**WHAT TO PRODUCE**: Scan the entries below. Report each line where the string "email" occurs.

**EXCERPTED DATA**:
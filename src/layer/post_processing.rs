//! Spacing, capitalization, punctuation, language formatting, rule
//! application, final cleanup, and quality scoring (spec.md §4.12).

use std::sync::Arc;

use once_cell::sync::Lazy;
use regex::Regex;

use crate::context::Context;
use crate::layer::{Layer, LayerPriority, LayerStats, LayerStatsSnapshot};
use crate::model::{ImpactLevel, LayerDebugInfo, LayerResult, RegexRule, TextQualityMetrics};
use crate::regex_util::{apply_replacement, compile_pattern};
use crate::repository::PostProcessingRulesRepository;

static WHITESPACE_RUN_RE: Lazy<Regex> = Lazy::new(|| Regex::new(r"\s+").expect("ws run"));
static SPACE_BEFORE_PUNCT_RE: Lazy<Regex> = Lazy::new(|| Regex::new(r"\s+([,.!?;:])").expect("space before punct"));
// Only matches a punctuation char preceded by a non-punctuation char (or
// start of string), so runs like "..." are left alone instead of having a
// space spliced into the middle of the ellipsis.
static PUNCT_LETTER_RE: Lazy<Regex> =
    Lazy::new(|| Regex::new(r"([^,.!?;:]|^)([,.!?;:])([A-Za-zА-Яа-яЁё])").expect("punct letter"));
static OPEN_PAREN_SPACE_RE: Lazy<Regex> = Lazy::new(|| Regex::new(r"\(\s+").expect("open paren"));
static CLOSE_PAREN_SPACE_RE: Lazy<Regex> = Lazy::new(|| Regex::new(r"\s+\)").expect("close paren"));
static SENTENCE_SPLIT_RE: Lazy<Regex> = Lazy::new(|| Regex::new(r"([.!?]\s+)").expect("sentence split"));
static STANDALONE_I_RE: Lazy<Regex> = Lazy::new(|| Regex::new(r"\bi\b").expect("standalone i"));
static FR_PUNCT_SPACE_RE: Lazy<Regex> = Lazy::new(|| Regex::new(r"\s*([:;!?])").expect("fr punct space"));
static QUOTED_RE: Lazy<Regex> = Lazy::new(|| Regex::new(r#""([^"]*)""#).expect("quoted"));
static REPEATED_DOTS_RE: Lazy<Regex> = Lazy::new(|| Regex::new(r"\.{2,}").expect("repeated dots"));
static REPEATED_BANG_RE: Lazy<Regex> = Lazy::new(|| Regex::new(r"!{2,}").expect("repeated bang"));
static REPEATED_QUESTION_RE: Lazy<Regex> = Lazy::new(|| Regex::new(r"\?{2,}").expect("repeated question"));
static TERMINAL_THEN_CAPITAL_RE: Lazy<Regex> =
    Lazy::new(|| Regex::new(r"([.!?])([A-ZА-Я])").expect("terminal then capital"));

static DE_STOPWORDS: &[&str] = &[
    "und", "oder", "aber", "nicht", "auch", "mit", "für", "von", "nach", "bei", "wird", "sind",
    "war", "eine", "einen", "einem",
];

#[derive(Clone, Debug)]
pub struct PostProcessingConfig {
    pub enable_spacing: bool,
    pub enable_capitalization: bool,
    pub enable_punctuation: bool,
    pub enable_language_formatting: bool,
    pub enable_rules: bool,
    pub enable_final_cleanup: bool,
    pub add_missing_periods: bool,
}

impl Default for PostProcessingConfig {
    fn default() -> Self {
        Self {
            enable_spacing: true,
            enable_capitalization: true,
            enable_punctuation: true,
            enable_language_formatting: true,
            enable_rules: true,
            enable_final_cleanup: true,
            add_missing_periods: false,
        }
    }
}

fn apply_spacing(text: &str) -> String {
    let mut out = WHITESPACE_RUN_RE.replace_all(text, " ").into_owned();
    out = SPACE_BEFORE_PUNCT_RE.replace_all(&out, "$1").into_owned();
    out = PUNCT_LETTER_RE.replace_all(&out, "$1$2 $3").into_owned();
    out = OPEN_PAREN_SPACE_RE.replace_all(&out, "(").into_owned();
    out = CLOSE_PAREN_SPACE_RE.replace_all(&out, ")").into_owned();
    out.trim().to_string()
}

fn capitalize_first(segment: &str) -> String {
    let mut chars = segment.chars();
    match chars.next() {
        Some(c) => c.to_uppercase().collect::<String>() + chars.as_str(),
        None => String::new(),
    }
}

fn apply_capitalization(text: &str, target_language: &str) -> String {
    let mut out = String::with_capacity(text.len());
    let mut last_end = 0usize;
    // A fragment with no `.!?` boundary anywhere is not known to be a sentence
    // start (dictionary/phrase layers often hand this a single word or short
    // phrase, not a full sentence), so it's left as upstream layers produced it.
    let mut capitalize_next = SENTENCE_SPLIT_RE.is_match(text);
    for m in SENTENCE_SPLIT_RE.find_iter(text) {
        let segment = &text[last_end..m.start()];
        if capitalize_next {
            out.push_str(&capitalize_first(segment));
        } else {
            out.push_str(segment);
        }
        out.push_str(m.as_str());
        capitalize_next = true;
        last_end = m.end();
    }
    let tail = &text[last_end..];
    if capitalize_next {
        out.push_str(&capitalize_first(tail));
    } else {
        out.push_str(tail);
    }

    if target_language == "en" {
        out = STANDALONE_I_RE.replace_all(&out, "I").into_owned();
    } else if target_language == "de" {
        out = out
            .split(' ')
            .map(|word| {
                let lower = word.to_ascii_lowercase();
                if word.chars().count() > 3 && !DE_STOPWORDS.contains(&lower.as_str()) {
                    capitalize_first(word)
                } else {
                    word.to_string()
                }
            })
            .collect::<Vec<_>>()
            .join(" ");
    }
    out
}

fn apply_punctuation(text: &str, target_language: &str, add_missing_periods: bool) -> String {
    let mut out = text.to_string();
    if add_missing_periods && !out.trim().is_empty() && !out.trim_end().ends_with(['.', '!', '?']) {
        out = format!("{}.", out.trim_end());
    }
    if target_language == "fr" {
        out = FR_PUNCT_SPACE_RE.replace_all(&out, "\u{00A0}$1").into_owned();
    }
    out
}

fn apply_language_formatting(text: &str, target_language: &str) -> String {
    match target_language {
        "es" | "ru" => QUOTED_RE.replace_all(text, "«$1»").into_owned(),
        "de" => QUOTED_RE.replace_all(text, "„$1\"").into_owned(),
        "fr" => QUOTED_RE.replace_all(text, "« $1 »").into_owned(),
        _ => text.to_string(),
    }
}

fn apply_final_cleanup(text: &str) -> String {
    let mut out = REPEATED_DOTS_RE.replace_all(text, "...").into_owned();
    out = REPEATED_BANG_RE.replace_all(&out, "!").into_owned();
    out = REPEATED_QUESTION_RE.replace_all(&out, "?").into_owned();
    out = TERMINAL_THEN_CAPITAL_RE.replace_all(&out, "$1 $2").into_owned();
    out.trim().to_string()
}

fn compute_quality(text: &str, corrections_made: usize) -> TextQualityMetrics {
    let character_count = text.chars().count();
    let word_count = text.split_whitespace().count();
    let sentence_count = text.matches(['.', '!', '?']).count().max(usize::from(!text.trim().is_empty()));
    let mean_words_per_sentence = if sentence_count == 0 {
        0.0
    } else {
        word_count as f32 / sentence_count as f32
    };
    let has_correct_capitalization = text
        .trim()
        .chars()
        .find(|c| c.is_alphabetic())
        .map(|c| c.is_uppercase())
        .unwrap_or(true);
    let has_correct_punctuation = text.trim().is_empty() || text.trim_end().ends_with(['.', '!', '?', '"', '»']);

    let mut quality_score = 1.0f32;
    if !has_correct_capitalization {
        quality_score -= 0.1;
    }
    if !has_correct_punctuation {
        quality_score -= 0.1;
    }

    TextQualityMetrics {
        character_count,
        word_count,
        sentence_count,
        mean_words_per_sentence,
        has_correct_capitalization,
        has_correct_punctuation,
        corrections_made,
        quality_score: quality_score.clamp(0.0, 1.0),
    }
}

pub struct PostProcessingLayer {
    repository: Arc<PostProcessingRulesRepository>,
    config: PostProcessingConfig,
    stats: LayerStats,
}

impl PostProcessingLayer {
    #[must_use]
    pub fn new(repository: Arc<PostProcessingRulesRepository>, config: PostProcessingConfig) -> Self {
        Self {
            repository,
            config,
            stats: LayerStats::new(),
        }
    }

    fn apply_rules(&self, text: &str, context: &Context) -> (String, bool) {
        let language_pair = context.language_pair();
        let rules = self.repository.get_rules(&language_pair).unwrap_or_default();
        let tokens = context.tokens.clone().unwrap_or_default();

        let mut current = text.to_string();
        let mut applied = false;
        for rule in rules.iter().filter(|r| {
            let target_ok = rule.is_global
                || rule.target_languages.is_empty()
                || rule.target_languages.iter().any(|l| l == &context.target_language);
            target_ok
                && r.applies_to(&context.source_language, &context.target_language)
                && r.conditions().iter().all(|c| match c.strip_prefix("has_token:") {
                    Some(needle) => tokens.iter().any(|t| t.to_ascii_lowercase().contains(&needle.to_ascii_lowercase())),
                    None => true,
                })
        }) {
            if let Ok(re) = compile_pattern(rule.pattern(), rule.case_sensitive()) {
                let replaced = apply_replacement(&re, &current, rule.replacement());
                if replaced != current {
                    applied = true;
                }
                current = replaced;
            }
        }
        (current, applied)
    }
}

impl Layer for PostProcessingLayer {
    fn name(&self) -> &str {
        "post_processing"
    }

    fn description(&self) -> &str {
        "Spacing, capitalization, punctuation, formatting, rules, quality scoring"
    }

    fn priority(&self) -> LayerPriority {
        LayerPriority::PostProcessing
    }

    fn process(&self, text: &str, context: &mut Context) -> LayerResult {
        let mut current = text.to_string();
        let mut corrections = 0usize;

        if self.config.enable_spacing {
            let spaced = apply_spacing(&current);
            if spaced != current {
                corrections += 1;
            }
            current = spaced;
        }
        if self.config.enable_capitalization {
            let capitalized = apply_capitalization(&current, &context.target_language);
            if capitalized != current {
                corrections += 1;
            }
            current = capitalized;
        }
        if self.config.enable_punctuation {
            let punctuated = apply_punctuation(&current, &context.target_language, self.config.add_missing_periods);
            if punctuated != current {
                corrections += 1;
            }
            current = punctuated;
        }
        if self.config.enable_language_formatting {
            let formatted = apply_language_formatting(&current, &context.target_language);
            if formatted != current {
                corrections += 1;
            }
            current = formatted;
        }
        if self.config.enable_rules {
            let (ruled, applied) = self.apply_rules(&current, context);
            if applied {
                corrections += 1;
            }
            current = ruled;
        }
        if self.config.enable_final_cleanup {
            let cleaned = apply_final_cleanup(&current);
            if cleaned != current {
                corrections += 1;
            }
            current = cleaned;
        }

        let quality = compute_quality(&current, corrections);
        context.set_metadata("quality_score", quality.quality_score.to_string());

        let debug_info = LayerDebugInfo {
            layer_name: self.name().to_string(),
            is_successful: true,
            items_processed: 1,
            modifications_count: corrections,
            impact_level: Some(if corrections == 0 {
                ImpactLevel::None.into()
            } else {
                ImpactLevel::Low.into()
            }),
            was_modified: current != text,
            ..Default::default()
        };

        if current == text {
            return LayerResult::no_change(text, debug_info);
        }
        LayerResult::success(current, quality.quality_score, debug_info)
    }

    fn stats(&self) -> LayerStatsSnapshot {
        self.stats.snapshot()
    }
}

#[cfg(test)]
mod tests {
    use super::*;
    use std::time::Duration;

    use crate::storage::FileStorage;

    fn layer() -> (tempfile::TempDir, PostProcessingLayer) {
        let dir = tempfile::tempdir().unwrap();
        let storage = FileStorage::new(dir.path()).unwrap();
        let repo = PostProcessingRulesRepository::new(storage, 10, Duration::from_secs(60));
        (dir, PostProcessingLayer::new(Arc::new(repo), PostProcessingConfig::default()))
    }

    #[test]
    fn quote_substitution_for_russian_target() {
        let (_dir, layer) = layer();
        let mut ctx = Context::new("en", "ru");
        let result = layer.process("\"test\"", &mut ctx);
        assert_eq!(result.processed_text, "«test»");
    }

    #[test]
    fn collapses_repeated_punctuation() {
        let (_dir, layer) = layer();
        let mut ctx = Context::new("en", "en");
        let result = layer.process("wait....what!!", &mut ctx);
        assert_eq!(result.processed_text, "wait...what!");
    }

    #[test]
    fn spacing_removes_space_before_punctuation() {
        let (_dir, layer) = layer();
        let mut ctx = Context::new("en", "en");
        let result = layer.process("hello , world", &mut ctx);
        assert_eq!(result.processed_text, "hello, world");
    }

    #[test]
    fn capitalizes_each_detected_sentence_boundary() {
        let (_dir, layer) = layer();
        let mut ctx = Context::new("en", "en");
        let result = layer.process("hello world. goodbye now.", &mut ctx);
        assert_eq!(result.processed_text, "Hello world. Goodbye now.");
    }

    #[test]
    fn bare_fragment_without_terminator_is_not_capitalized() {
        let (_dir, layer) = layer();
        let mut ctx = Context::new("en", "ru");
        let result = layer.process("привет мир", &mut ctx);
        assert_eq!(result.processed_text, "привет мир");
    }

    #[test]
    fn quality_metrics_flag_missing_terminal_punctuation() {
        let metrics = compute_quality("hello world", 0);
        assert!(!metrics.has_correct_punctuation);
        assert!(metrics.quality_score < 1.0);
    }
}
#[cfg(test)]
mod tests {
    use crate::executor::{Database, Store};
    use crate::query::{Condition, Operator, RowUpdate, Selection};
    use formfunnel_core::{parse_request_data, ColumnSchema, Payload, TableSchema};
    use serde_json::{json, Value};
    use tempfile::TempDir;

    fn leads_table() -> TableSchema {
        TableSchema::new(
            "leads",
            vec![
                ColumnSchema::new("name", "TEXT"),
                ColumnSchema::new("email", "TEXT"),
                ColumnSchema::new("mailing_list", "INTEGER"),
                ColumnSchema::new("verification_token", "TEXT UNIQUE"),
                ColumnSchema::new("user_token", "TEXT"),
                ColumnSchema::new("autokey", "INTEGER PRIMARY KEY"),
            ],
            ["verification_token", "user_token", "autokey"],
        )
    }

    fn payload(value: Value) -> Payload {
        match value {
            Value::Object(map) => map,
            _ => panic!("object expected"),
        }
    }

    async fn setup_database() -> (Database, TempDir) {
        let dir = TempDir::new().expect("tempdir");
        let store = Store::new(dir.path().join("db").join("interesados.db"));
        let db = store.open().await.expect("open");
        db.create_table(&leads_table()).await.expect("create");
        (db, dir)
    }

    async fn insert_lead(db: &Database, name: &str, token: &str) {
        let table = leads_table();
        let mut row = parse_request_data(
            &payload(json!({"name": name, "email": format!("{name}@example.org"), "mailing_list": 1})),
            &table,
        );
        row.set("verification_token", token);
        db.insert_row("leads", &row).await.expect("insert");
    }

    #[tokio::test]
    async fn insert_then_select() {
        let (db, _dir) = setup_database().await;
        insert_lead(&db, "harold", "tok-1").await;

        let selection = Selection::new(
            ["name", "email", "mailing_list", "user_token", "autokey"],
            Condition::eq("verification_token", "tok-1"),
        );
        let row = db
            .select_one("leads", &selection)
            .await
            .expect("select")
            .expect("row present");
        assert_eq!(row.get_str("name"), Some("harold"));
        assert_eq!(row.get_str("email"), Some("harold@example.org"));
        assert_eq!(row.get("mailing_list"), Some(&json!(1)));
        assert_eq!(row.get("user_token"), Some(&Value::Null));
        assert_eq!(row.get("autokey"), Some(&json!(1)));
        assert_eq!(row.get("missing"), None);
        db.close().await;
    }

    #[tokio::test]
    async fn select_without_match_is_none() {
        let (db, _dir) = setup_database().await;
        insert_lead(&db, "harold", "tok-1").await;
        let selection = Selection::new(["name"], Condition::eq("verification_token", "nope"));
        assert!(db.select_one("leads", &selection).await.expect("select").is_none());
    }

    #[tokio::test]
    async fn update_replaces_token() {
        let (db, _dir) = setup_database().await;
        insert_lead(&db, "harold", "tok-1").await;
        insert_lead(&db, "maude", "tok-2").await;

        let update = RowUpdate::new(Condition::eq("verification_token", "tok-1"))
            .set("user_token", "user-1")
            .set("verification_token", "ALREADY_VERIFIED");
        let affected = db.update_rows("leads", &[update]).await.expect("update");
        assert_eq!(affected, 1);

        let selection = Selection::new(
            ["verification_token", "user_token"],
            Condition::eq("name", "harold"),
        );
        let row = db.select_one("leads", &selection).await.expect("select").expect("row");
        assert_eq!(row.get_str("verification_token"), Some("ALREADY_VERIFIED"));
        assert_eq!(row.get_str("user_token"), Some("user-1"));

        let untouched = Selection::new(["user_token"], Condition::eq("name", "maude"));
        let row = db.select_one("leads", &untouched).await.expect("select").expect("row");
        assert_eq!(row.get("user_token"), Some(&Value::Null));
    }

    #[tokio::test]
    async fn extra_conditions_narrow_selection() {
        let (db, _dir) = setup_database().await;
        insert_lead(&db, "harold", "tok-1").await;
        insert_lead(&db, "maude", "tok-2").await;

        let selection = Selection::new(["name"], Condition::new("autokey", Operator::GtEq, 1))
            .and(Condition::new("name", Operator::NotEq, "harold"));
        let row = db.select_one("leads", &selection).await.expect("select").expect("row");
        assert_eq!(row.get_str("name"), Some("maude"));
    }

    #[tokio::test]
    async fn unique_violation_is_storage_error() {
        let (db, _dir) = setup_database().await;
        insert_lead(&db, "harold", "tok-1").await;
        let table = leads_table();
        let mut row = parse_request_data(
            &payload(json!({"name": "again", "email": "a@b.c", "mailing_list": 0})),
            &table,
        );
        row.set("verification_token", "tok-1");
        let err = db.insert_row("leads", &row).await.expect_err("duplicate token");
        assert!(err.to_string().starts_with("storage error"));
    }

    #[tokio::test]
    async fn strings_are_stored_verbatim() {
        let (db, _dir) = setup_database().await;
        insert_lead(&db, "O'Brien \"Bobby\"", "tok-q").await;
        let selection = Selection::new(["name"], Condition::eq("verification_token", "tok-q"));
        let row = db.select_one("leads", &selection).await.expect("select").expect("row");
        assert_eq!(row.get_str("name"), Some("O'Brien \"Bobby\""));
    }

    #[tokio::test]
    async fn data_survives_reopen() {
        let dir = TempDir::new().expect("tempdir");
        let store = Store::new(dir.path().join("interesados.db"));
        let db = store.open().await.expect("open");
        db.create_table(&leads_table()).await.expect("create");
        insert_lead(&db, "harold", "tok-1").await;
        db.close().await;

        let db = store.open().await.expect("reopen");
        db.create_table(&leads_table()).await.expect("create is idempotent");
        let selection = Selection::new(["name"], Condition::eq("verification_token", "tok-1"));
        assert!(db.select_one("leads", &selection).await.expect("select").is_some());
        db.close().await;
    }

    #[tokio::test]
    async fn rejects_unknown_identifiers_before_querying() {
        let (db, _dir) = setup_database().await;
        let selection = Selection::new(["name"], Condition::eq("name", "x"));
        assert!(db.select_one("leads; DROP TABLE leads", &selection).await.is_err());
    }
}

**RESPONSE AREA**:
                ColumnSchema::new("email", "TEXT"),
            &payload(json!({"name": name, "email": format!("{name}@example.org"), "mailing_list": 1})),
            ["name", "email", "mailing_list", "user_token", "autokey"],
        assert_eq!(row.get_str("email"), Some("harold@example.org"));
            &payload(json!({"name": "again", "email": "a@b.c", "mailing_list": 0})),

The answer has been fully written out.